EXERCISE: Report back every line below that carries the word "offered".
##### DATA FOR ANALYSIS #####
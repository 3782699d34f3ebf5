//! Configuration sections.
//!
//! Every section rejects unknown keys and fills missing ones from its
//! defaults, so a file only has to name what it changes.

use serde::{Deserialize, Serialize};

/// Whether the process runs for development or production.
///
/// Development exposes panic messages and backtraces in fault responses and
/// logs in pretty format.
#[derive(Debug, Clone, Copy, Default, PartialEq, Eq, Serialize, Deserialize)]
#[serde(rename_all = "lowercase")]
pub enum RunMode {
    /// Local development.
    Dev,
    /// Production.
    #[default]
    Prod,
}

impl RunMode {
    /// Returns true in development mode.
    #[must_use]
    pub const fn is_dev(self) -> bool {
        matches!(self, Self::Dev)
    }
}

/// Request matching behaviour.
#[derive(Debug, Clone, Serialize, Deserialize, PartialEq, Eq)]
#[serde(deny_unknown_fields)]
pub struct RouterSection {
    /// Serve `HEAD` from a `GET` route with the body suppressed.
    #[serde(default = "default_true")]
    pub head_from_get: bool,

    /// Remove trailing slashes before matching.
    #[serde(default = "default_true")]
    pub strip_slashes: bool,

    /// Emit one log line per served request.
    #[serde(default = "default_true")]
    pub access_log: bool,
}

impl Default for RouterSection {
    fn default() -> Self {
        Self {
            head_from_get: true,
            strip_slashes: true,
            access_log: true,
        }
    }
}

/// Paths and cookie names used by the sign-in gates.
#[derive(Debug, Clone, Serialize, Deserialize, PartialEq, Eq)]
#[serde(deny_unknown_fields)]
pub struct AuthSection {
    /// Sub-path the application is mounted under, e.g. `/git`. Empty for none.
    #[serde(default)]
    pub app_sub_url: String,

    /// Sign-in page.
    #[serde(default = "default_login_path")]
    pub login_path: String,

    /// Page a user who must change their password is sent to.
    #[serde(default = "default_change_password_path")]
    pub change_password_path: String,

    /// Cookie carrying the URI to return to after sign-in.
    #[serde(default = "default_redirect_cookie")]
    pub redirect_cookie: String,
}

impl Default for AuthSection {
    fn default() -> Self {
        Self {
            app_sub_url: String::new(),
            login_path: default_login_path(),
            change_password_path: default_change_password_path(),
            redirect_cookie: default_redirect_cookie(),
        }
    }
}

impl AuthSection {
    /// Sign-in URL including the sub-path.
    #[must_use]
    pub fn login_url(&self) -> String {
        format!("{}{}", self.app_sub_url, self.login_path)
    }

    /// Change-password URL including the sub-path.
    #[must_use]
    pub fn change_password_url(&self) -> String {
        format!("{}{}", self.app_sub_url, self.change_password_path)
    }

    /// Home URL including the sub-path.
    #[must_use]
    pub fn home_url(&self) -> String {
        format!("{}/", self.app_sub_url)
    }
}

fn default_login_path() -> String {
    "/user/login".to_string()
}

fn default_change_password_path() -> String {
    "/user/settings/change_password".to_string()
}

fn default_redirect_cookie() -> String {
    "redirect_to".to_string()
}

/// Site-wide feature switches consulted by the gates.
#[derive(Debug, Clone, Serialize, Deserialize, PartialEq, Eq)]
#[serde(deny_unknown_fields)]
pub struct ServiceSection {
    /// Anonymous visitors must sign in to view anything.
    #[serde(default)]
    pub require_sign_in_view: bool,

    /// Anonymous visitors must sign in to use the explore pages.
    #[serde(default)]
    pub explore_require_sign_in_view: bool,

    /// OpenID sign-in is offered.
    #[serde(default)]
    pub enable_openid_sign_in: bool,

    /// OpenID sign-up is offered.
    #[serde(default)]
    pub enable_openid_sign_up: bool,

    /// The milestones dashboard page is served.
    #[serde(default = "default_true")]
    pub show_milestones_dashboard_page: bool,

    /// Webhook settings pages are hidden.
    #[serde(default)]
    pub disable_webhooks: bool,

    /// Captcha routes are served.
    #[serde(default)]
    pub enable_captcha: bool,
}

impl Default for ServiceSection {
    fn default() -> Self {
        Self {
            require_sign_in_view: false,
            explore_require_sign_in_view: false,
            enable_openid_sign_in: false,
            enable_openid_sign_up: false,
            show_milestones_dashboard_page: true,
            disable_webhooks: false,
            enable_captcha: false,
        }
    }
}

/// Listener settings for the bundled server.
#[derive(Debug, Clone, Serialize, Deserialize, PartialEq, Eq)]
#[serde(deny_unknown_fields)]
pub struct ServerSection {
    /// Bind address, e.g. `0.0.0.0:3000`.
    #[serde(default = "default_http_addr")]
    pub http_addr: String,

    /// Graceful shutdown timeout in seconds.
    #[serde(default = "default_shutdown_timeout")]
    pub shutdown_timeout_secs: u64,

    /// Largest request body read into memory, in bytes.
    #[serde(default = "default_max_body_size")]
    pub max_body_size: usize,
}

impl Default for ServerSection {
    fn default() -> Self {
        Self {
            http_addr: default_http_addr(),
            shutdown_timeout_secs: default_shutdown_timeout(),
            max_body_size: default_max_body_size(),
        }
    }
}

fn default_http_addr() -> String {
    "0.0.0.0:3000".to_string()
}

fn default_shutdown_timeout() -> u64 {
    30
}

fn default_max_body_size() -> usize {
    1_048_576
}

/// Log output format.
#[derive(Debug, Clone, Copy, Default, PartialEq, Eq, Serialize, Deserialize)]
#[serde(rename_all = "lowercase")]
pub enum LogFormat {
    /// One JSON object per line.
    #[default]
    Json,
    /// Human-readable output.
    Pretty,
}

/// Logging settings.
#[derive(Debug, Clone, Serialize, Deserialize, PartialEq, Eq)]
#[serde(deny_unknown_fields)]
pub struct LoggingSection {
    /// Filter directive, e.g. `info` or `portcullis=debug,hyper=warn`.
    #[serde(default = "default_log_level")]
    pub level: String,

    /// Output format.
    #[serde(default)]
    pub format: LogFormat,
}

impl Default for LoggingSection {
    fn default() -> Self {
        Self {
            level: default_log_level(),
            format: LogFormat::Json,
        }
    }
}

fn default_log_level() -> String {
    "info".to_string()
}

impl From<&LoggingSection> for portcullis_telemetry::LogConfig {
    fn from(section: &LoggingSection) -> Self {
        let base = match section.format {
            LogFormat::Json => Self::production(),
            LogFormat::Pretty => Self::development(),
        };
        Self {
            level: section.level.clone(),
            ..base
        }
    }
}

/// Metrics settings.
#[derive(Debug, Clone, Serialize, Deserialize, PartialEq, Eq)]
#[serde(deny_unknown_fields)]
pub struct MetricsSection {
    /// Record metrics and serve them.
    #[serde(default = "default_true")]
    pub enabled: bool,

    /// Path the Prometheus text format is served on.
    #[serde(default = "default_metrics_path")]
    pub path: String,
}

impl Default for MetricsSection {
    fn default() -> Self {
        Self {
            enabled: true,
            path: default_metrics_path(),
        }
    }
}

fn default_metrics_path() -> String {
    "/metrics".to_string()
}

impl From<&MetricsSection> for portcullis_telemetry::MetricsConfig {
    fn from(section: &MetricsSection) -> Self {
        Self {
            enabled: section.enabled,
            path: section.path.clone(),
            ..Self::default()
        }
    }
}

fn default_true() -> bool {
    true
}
#####
YOUR RESPONSE:
    /// OpenID sign-in is offered.
    /// OpenID sign-up is offered.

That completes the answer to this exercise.